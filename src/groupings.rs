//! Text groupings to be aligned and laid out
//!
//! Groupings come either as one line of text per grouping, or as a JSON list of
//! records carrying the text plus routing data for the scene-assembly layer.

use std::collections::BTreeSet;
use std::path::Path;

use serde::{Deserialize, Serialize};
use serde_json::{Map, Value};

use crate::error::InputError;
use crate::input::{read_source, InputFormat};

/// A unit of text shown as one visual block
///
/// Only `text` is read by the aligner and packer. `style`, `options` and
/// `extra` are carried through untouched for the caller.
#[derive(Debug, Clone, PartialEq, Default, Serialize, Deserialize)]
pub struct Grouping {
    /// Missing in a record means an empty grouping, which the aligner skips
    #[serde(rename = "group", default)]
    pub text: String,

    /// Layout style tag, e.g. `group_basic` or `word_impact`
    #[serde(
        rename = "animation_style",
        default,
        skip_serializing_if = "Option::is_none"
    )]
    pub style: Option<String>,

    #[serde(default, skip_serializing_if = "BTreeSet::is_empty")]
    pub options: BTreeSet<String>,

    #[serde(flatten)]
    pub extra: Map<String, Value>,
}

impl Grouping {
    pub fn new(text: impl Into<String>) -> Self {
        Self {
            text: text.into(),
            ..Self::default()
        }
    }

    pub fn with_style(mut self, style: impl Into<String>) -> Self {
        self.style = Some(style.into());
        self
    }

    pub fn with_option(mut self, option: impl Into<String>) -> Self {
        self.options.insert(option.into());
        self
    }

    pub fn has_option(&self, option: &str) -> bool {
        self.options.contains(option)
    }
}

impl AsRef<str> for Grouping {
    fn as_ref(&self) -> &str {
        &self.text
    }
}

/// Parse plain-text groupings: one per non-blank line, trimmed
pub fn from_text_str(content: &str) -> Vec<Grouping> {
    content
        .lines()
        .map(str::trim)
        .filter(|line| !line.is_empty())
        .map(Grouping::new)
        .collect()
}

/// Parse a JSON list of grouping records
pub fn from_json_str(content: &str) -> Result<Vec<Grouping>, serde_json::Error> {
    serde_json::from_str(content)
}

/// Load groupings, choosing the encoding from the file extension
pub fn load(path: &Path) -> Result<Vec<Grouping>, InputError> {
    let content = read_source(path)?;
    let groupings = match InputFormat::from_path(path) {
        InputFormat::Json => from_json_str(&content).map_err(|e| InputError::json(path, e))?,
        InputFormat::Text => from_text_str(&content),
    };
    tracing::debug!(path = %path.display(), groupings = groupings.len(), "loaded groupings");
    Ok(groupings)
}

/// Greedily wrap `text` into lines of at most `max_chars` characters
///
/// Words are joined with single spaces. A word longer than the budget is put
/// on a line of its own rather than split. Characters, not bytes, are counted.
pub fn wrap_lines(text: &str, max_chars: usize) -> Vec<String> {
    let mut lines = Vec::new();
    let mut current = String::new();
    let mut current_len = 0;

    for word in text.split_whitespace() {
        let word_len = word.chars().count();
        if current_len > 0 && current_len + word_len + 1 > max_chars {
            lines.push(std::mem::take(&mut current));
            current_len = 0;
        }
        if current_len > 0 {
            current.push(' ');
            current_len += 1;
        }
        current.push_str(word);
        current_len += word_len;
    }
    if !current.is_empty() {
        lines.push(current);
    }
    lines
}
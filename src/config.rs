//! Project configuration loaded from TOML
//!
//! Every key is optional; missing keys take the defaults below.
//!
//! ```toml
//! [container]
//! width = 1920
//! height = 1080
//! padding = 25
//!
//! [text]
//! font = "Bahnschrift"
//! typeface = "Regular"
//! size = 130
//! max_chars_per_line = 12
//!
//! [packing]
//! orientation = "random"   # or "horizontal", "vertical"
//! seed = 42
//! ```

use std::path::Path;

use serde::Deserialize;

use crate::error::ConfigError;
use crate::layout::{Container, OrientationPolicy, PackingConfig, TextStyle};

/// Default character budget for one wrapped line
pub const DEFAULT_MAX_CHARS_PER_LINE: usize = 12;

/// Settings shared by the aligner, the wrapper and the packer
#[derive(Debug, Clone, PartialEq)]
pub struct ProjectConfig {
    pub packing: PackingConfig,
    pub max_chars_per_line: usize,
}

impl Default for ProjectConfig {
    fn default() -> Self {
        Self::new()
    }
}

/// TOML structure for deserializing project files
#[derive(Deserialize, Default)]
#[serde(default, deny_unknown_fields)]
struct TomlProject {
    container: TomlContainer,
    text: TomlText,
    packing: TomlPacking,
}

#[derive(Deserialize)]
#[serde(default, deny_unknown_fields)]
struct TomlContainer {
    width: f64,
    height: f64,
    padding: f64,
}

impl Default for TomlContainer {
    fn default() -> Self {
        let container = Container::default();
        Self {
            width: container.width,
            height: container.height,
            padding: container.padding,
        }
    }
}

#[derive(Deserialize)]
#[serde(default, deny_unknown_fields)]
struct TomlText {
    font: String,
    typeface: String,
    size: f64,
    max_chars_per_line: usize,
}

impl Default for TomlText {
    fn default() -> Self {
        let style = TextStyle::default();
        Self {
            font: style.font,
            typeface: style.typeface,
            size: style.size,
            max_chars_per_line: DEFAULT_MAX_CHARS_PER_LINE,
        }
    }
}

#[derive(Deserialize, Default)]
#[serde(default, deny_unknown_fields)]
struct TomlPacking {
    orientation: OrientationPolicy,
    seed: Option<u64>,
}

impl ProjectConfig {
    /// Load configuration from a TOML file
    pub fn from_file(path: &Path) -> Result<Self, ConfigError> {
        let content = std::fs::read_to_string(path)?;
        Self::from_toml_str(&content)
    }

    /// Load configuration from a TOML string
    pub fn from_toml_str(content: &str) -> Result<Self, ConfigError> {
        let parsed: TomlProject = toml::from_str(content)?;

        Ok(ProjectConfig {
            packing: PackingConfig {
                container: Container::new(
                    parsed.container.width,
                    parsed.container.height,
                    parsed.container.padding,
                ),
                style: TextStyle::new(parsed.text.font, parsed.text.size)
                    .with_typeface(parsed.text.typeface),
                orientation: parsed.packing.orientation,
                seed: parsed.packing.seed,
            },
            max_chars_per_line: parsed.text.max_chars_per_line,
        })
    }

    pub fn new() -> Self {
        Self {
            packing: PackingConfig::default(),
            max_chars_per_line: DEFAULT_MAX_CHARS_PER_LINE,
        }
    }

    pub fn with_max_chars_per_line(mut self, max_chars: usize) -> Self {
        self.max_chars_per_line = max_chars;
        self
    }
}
...
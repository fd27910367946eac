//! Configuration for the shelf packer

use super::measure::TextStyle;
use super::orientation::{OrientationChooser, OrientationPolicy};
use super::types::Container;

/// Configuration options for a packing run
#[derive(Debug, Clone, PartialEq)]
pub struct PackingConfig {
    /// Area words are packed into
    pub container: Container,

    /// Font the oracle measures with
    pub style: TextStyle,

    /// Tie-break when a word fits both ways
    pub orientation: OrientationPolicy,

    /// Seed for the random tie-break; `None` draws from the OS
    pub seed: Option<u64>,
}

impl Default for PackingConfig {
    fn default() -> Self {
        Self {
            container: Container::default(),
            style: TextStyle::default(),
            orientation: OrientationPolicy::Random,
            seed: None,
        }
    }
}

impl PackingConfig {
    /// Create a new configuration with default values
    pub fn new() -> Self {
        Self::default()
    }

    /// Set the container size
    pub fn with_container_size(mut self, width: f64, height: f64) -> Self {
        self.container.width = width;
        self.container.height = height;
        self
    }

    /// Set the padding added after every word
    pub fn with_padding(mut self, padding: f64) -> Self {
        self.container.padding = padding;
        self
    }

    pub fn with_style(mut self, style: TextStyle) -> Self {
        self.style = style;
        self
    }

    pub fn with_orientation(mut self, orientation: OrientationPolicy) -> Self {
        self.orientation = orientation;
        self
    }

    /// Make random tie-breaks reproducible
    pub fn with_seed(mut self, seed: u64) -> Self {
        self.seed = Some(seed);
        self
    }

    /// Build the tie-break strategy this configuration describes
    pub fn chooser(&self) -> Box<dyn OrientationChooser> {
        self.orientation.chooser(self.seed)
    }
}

TASK ITEM:
Go through the material above and count the lines that contain "loaded"; give that number alone.

TASK ANSWER:
2